Index / Notes / Definition
Reading the Fed in 2026: RSS, Blob Fetching, and What You Actually Get From Public Federal Reserve Data
FOMC minutes, Fed speeches, and Beige Book releases all hit RSS feeds within minutes of being published. The catch is that the feed entries are pointers, not bodies. A pipeline that stops at feedparser ingests metadata and zero text. The fix is index-then-blob.
- The Federal Reserve publishes FOMC statements, FOMC minutes, Fed speeches, Beige Book releases, and Federal Register notices through public RSS feeds with sub-minute latency.
- RSS entries are pointers. The full text lives at the linked URL as a PDF, an HTML page, or both. A pipeline that reads only the feed gets metadata and no content.
- Index-then-blob is the correct pattern: ingest the RSS feed for change detection, then fetch the linked artifact and run it through the right parser per content type.

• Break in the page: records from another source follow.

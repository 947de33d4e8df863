//! Turtle `draw` blocks.

use tracing::{debug, warn};

use crate::error::Result;
use crate::runtime::expr::eval;
use crate::runtime::interpreter::{EvalContext, Flow, exec_block};
use crate::runtime::value::Value;
use crate::syntax::ast::{DrawCommand, DrawStmt, TurtleCommand};
use crate::types::shape::{PathData, Shape, ShapeKind};

/// Run the body against a fresh turtle and keep the polylines it drew as an
/// open `path` shape.
pub fn exec_draw(ctx: &mut EvalContext, stmt: &DrawStmt) -> Result<Flow> {
    ctx.turtle.reset();
    let outer = std::mem::replace(&mut ctx.in_draw, true);
    let flow = exec_block(ctx, &stmt.body);
    ctx.in_draw = outer;
    let flow = flow?;

    let name = match &stmt.name {
        Some(name) => name.clone(),
        None => ctx.auto_name(ShapeKind::Path),
    };
    let id = ctx.qualify(&name);
    let paths = ctx.turtle.drawing_paths();
    debug!(name = %id, polylines = paths.len(), "draw");

    let mut shape = Shape::new(ShapeKind::Path, id.to_string());
    shape.params.insert("closed".into(), Value::Bool(false));
    shape.params.insert("fill".into(), Value::Bool(false));
    shape.params.insert("strokeColor".into(), Value::from("#000000"));
    shape.params.insert("strokeWidth".into(), Value::Number(2.0));
    shape.params.insert("opacity".into(), Value::Number(1.0));
    shape.params.insert("visible".into(), Value::Bool(true));
    shape.path = Some(PathData::open(paths));
    ctx.register_shape(id, shape);

    Ok(flow)
}

pub fn exec_command(ctx: &mut EvalContext, cmd: &DrawCommand) -> Result<Flow> {
    if !ctx.in_draw {
        warn!(command = ?cmd.command, line = cmd.span.line, "turtle command outside a draw block, skipping");
        return Ok(Flow::Continue(Value::Null));
    }
    let arg = match &cmd.arg {
        Some(e) => eval(ctx, e)?,
        None => Value::Null,
    };

    let turtle = &mut ctx.turtle;
    match cmd.command {
        TurtleCommand::Forward  => turtle.forward(arg.as_number()?),
        TurtleCommand::Backward => turtle.backward(arg.as_number()?),
        TurtleCommand::Right    => turtle.right(arg.as_number()?),
        TurtleCommand::Left     => turtle.left(arg.as_number()?),
        TurtleCommand::Goto     => turtle.goto(arg.as_point()?),
        TurtleCommand::Penup    => turtle.penup(),
        TurtleCommand::Pendown  => turtle.pendown(),
    }
    Ok(Flow::Continue(Value::Null))
}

- Watch for content-length and content-type lies. The Fed's CDN occasionally serves a 200-byte error page with content-type application/pdf. Sniff the first few bytes for the %PDF- magic header before handing to a PDF parser.
- Caps matter. A 25 MB blob ceiling per artifact catches accidental video links and PDFs that ballooned during a publication mishap. A 256 KB body ceiling catches feed-spam attempts.

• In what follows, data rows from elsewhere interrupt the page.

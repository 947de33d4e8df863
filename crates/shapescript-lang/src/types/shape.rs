//! Shape records, their identifiers and transforms.

use std::collections::BTreeMap;
use std::fmt;

use serde::{Serialize, Serializer};

use crate::csg::BooleanOp;
use crate::csg::contour::Contour;
use crate::runtime::value::Value;

pub type Params = BTreeMap<String, Value>;

// ─── Shape kind ──────────────────────────────────────────────────────────────

#[derive(Debug, Clone, Copy, PartialEq, Eq, Hash)]
pub enum ShapeKind {
    Circle,
    Ellipse,
    Rectangle,
    RoundedRectangle,
    Triangle,
    Polygon,
    Star,
    Donut,
    Cross,
    Arc,
    Text,
    Path,
}

impl ShapeKind {
    pub const ALL: [ShapeKind; 12] = [
        Self::Circle, Self::Ellipse, Self::Rectangle, Self::RoundedRectangle,
        Self::Triangle, Self::Polygon, Self::Star, Self::Donut,
        Self::Cross, Self::Arc, Self::Text, Self::Path,
    ];

    pub fn from_name(name: &str) -> Option<Self> {
        Self::ALL.into_iter().find(|k| k.name() == name)
    }

    pub fn name(self) -> &'static str {
        match self {
            Self::Circle           => "circle",
            Self::Ellipse          => "ellipse",
            Self::Rectangle        => "rectangle",
            Self::RoundedRectangle => "roundedRectangle",
            Self::Triangle         => "triangle",
            Self::Polygon          => "polygon",
            Self::Star             => "star",
            Self::Donut            => "donut",
            Self::Cross            => "cross",
            Self::Arc              => "arc",
            Self::Text             => "text",
            Self::Path             => "path",
        }
    }
}

impl fmt::Display for ShapeKind {
    fn fmt(&self, f: &mut fmt::Formatter<'_>) -> fmt::Result {
        f.write_str(self.name())
    }
}

impl Serialize for ShapeKind {
    fn serialize<S: Serializer>(&self, serializer: S) -> Result<S::Ok, S::Error> {
        serializer.serialize_str(self.name())
    }
}

// ─── Identifier ──────────────────────────────────────────────────────────────

/// One level of evaluation context a shape was created under.
#[derive(Debug, Clone, PartialEq, Eq, Hash, PartialOrd, Ord)]
pub enum Qualifier {
    /// Loop counter, pre-formatted (`0`, `1.5`).
    Loop(String),
    /// Function name and its per-function call ordinal.
    Call { function: String, call_id: u32 },
}

/// Structured shape identity. Only rendered to a flat string (`s_0`,
/// `gear_makeGear_2`) when results leave the interpreter.
#[derive(Debug, Clone, PartialEq, Eq, Hash, PartialOrd, Ord)]
pub struct ShapeId {
    pub base: String,
    pub qualifiers: Vec<Qualifier>,
}

impl ShapeId {
    pub fn plain(base: impl Into<String>) -> Self {
        Self { base: base.into(), qualifiers: Vec::new() }
    }

    pub fn qualified(base: impl Into<String>, qualifiers: &[Qualifier]) -> Self {
        Self { base: base.into(), qualifiers: qualifiers.to_vec() }
    }
}

impl fmt::Display for ShapeId {
    fn fmt(&self, f: &mut fmt::Formatter<'_>) -> fmt::Result {
        f.write_str(&self.base)?;
        for q in &self.qualifiers {
            match q {
                Qualifier::Loop(counter) => write!(f, "_{counter}")?,
                Qualifier::Call { function, call_id } => write!(f, "_{function}_{call_id}")?,
            }
        }
        Ok(())
    }
}

// ─── Transform ───────────────────────────────────────────────────────────────

#[derive(Debug, Clone, Copy, PartialEq, Serialize)]
pub struct Transform {
    pub position: (f64, f64),
    /// Degrees, counter-clockwise.
    pub rotation: f64,
    pub scale: (f64, f64),
}

impl Default for Transform {
    fn default() -> Self {
        Self { position: (0.0, 0.0), rotation: 0.0, scale: (1.0, 1.0) }
    }
}

impl Transform {
    pub fn is_identity(&self) -> bool {
        *self == Self::default()
    }

    /// Local → world: scale, then rotate, then translate.
    pub fn apply(&self, (x, y): (f64, f64)) -> (f64, f64) {
        let (sx, sy) = (x * self.scale.0, y * self.scale.1);
        let (sin, cos) = self.rotation.to_radians().sin_cos();
        (
            sx * cos - sy * sin + self.position.0,
            sx * sin + sy * cos + self.position.1,
        )
    }
}

// ─── Path data ───────────────────────────────────────────────────────────────

/// Contour geometry of a `path` shape (turtle drawings and boolean results),
/// stored in world space.
///
/// Closed contours follow one orientation convention: outer boundaries run
/// counter-clockwise and holes clockwise. `has_holes` is only set for a
/// single outer boundary with holes, where contour 0 is the boundary and
/// every later contour is one of its holes. Results made of several
/// polygons leave it false; their holes are the clockwise contours.
#[derive(Debug, Clone, PartialEq, Serialize)]
#[serde(rename_all = "camelCase")]
pub struct PathData {
    #[serde(rename = "points", serialize_with = "serialize_flat_points")]
    pub contours: Vec<Contour>,
    pub closed: bool,
    #[serde(skip_serializing_if = "Option::is_none")]
    pub operation: Option<BooleanOp>,
    pub has_holes: bool,
}

impl PathData {
    pub fn open(contours: Vec<Contour>) -> Self {
        Self { contours, closed: false, operation: None, has_holes: false }
    }

    /// Points with `None` separating contours.
    pub fn flat_points(&self) -> Vec<Option<(f64, f64)>> {
        let mut out = Vec::new();
        for (i, contour) in self.contours.iter().enumerate() {
            if i > 0 { out.push(None); }
            out.extend(contour.iter().copied().map(Some));
        }
        out
    }

    /// Inverse of [`PathData::flat_points`].
    pub fn split_flat(points: &[Option<(f64, f64)>]) -> Vec<Contour> {
        points
            .split(|p| p.is_none())
            .map(|run| run.iter().flatten().copied().collect::<Contour>())
            .filter(|c| !c.is_empty())
            .collect()
    }
}

fn serialize_flat_points<S: Serializer>(contours: &[Contour], serializer: S) -> Result<S::Ok, S::Error> {
    let flat = PathData::open(contours.to_vec()).flat_points();
    serializer.collect_seq(flat.into_iter().map(|p| p.map(|(x, y)| [x, y])))
}

// ─── Shape record ────────────────────────────────────────────────────────────

#[derive(Debug, Clone, PartialEq, Serialize)]
pub struct Shape {
    #[serde(rename = "type")]
    pub kind: ShapeKind,
    pub id: String,
    pub params: Params,
    pub transform: Transform,
    #[serde(skip_serializing_if = "Option::is_none")]
    pub layer: Option<String>,
    #[serde(rename = "_consumedByBoolean", skip_serializing_if = "std::ops::Not::not")]
    pub consumed: bool,
    #[serde(skip_serializing_if = "Option::is_none")]
    pub path: Option<PathData>,
}

impl Shape {
    pub fn new(kind: ShapeKind, id: impl Into<String>) -> Self {
        Self {
            kind,
            id: id.into(),
            params: Params::new(),
            transform: Transform::default(),
            layer: None,
            consumed: false,
            path: None,
        }
    }

    pub fn param(&self, name: &str) -> Option<&Value> {
        self.params.get(name)
    }

    pub fn number(&self, name: &str) -> Option<f64> {
        self.params.get(name).and_then(Value::as_number_opt)
    }

    pub fn number_or(&self, name: &str, default: f64) -> f64 {
        self.number(name).unwrap_or(default)
    }

    pub fn is_boolean_result(&self) -> bool {
        self.path.as_ref().is_some_and(|p| p.operation.is_some())
    }

    pub fn has_holes(&self) -> bool {
        self.path.as_ref().is_some_and(|p| p.has_holes)
    }
}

The Federal Reserve publishes the monetary-policy material that moves markets through public RSS feeds, in plain language, with no API key, no rate-limit ceiling worth worrying about, and a publication latency that is usually under a minute from the release moment. The structural reason teams still struggle to ingest it cleanly is that the RSS feed is not the document. The feed is a pointer to the document.
This post walks the public Fed data surface in 2026, the index-then-blob pattern that turns a feed of pointers into a usable corpus, the content-type traps the Fed's CDN sets without meaning to, and the size caps that keep an ingestion pipeline from getting wedged when a release goes wrong.
What the Fed actually publishes in 2026
The Federal Reserve Board operates several distinct RSS feeds on federalreserve.gov. The ones that matter for a markets-research corpus are:
- FOMC monetary policy releases. Statements, minutes, and the quarterly Summary of Economic Projections. The statement and the projection materials drop concurrently with the post-meeting press conference. Minutes drop on a three-week delay, on a published calendar.
- Fed speeches. Public remarks by the seven Governors and the twelve Reserve Bank Presidents. Beat coverage of any individual speaker has to be assembled from the Fed's central speeches feed, because the Reserve Banks each maintain their own pages with inconsistent feed coverage.
- The Beige Book. Published eight times a year, two weeks before each FOMC meeting. Each release contains a national summary and twelve District reports.
- Senior Loan Officer Opinion Survey. Quarterly bank-lending-conditions data, released two weeks before the meeting that uses it.
- Supervisory and regulatory news. Stress-test results, capital-rule announcements, enforcement actions. Less market-moving than monetary policy but high-signal for bank-credit research.
Beyond the Fed itself, the Federal Register publishes proposed and final rules through its own RSS feed at federalregister.gov. The Treasury and the FDIC each operate their own feeds. A complete monetary-and-credit corpus draws from all four sources. None of them require an API key. None of them rate-limit a polite poller.
Why feedparser alone is not enough
A naive ingestion loop looks like:
import feedparser
feed = feedparser.parse("https://www.federalreserve.gov/feeds/press_all.xml")
for entry in feed.entries:
store(entry.title, entry.summary, entry.published, entry.link)
What gets stored: the title of the release, a one-sentence summary the Fed wrote for the RSS feed, a publication timestamp, and a URL. What is missing: the document itself. The FOMC minutes are not in entry.summary. The minutes are in the PDF at entry.link.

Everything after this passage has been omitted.